The deposition of Paula Deen, defendant

We all know now that Deen made statements during her deposition that were racist.

Yesterday, the Times, via Kim Severson, followed up on the Deen story, with “Chef Loses Major Endorsement Deal.” I was less interested in her ham deals than I was with this paragraph about Deen’s deposition:

… a person in New York who works closely with Ms. Deen’s media operations said the TV cook went into the problematic deposition in May ill prepared. She was convinced the case would be dismissed because of the earlier demand for money and thus spoke in her usual forthcoming and folksy style, said this person, who spoke on the condition of anonymity because she feared losing her job.
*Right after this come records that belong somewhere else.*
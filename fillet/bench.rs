//! Self-benchmark over chunk sizes, worker counts and concurrency modes.

use crate::concurrent::ConcurrentWriter;
use crate::metrics::{cpu_percent, SystemMetrics};
use crate::pipeline::{default_capacity, PipelineWriter};
use crate::pump::{Bound, WriteOptions};
use crate::sink::{FileSink, OpenMode};
use crate::source::ChunkSource;
use crate::stream::StreamWriter;
use crate::Result;

use log::{debug, info};

use tempfile::TempDir;

use std::cmp::Ordering;
use std::fmt;
use std::fs;
use std::path::{Path, PathBuf};
use std::str::FromStr;

#[derive(Copy, Clone, Debug, PartialEq, Eq)]
pub enum Concurrency {
    /// Several writer threads share the file.
    Write,
    /// Several generator threads feed one writer.
    Generate,
}

#[derive(Clone, Debug, PartialEq)]
pub struct BenchResult {
    pub chunk_size: usize,
    pub workers: usize,
    pub concurrency: Concurrency,
    /// Bytes per second.
    pub throughput: f64,
    pub cpu_percent: f64,
    pub rss_delta: u64,
}

#[derive(Clone, Debug)]
pub struct BenchConfig {
    /// Bytes written by every trial.
    pub size: u64,
    pub chunk_sizes: Vec<usize>,
    pub workers: Vec<usize>,
    pub modes: Vec<Concurrency>,
    /// Directory for scratch files; the system temp dir if `None`.
    pub scratch_dir: Option<PathBuf>,
}

#[derive(Clone, Debug)]
pub struct BenchReport {
    pub results: Vec<BenchResult>,
    pub best: Option<BenchResult>,
}

pub struct BenchRunner<'a> {
    config: BenchConfig,
    metrics: &'a dyn SystemMetrics,
}

/// Removes a trial's scratch file however the trial ends.
struct Scratch(PathBuf);

impl Drop for Scratch {
    fn drop(&mut self) {
        let _ = fs::remove_file(&self.0);
    }
}

impl Default for BenchConfig {
    fn default() -> Self {
        Self {
            size: 64 * 1024 * 1024,
            chunk_sizes: vec![32 * 1024, 64 * 1024, 256 * 1024, 1024 * 1024],
            workers: vec![1, 2, 4, 8],
            modes: vec![Concurrency::Write, Concurrency::Generate],
            scratch_dir: None,
        }
    }
}

impl<'a> BenchRunner<'a> {
    pub fn new(config: BenchConfig, metrics: &'a dyn SystemMetrics) -> Self {
        Self { config, metrics }
    }

    /// Worker counts that fit the available cores. A single worker is always tried.
    pub fn worker_counts(&self) -> Vec<usize> {
        let cpus = self.metrics.cpu_count().max(1);
        let mut counts: Vec<usize> = self
            .config
            .workers
            .iter()
            .cloned()
            .filter(|&w| w >= 1 && w <= cpus)
            .collect();
        if counts.is_empty() {
            counts.push(1);
        }
        counts
    }

    /// Runs every trial of the grid. `make_source` builds a source producing chunks of the
    /// given size.
    pub fn run<F>(&self, mut make_source: F) -> Result<BenchReport>
    where
        F: FnMut(usize) -> Result<Box<dyn ChunkSource>>,
    {
        let scratch = match self.config.scratch_dir {
            Some(ref dir) => tempfile::Builder::new().prefix("fillet-bench").tempdir_in(dir)?,
            None => TempDir::new()?,
        };

        let workers = self.worker_counts();
        let mut results = Vec::new();
        for &chunk_size in &self.config.chunk_sizes {
            for &w in &workers {
                for &mode in &self.config.modes {
                    let path = scratch.path().join(format!("trial-{}.bin", results.len()));
                    let mut source = make_source(chunk_size)?;
                    let result = self.trial(&path, source.as_mut(), chunk_size, w, mode)?;
                    debug!("Benchmark trial: {:?}", result);
                    results.push(result);
                }
            }
        }

        let best = select_best(&results).cloned();
        if let Some(ref b) = best {
            info!("Benchmark recommendation: {}", b.flags());
        }
        Ok(BenchReport { results, best })
    }

    fn trial(
        &self,
        path: &Path,
        source: &mut dyn ChunkSource,
        chunk_size: usize,
        workers: usize,
        mode: Concurrency,
    ) -> Result<BenchResult> {
        let _scratch = Scratch(path.to_path_buf());
        let opts = WriteOptions::default();
        let bound = Bound::Size(self.config.size);
        let mut sink = FileSink::open(path, OpenMode::Truncate, false)?;

        let rss_before = self.metrics.resident_memory().unwrap_or(0);
        let cpu_before = self.metrics.cpu_time().unwrap_or_default();
        let wall_before = self.metrics.wall_time();

        let outcome = match (mode, workers) {
            (Concurrency::Write, 1) => {
                StreamWriter::new(&opts, self.metrics).write(source, &mut sink, bound)?
            }
            (Concurrency::Write, w) => {
                ConcurrentWriter::new(&opts, w, self.metrics).write(source, &mut sink, bound)?
            }
            (Concurrency::Generate, w) => {
                PipelineWriter::new(&opts, w, default_capacity(chunk_size), self.metrics)
                    .write(source, &mut sink, bound)?
            }
        };

        let wall = self
            .metrics
            .wall_time()
            .checked_sub(wall_before)
            .unwrap_or_default();
        let cpu = self
            .metrics
            .cpu_time()
            .unwrap_or_default()
            .checked_sub(cpu_before)
            .unwrap_or_default();
        let rss_after = self.metrics.resident_memory().unwrap_or(0);

        let secs = wall.as_secs_f64();
        Ok(BenchResult {
            chunk_size,
            workers,
            concurrency: mode,
            throughput: if secs > 0.0 {
                outcome.written as f64 / secs
            } else {
                f64::INFINITY
            },
            cpu_percent: cpu_percent(cpu, wall, self.metrics.cpu_count()).max(0.0).min(100.0),
            rss_delta: rss_after.saturating_sub(rss_before),
        })
    }
}

/// Highest throughput wins; ties go to lower CPU, then lower RSS growth, then grid order.
pub fn select_best(results: &[BenchResult]) -> Option<&BenchResult> {
    let mut best: Option<&BenchResult> = None;
    for r in results {
        best = match best {
            Some(b) if rank(r, b) != Ordering::Greater => Some(b),
            _ => Some(r),
        };
    }
    best
}

fn rank(a: &BenchResult, b: &BenchResult) -> Ordering {
    a.throughput
        .partial_cmp(&b.throughput)
        .unwrap_or(Ordering::Equal)
        .then_with(|| {
            b.cpu_percent
                .partial_cmp(&a.cpu_percent)
                .unwrap_or(Ordering::Equal)
        })
        .then_with(|| b.rss_delta.cmp(&a.rss_delta))
}

impl BenchResult {
    /// The winning configuration as command line flags.
    pub fn flags(&self) -> String {
        match self.concurrency {
            Concurrency::Write => format!(
                "--chunk {} --concurrency write --workers {}",
                self.chunk_size, self.workers
            ),
            Concurrency::Generate => format!(
                "--chunk {} --concurrency generate --gen-workers {}",
                self.chunk_size, self.workers
            ),
        }
    }
}

impl FromStr for Concurrency {
    type Err = String;

    fn from_str(s: &str) -> std::result::Result<Self, Self::Err> {
        match s {
            "write" => Ok(Concurrency::Write),
            "generate" => Ok(Concurrency::Generate),
            _ => Err(format!(
                "Unknown concurrency mode '{}' expected one of: write, generate",
                s
            )),
        }
    }
}

impl fmt::Display for Concurrency {
    fn fmt(&self, f: &mut fmt::Formatter) -> fmt::Result {
        f.write_str(match self {
            Concurrency::Write => "write",
            Concurrency::Generate => "generate",
        })
    }
}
Deen’s unpreparedness for her deposition emphasizes something I noted about Lady Gaga, during her deposition: media celebrities, no matter how entertaining they may be on the Big Stage of Life, do not understand that deposition testimony requires a virtual rejection of their normal personalities. During a deposition, you do not perform. You do not charm. Indeed, you can’t charm; the person asking the questions is the opposing lawyer.

I’ve watched lawyers in depositions for years. They are very, very good and smiling and seeming to be hamische. They can. They are acutely aware that charm and wit and eloquent pauses do not manifest themselves in the written testimony.

What shows in the written testimony is truth and awkward, damning lies.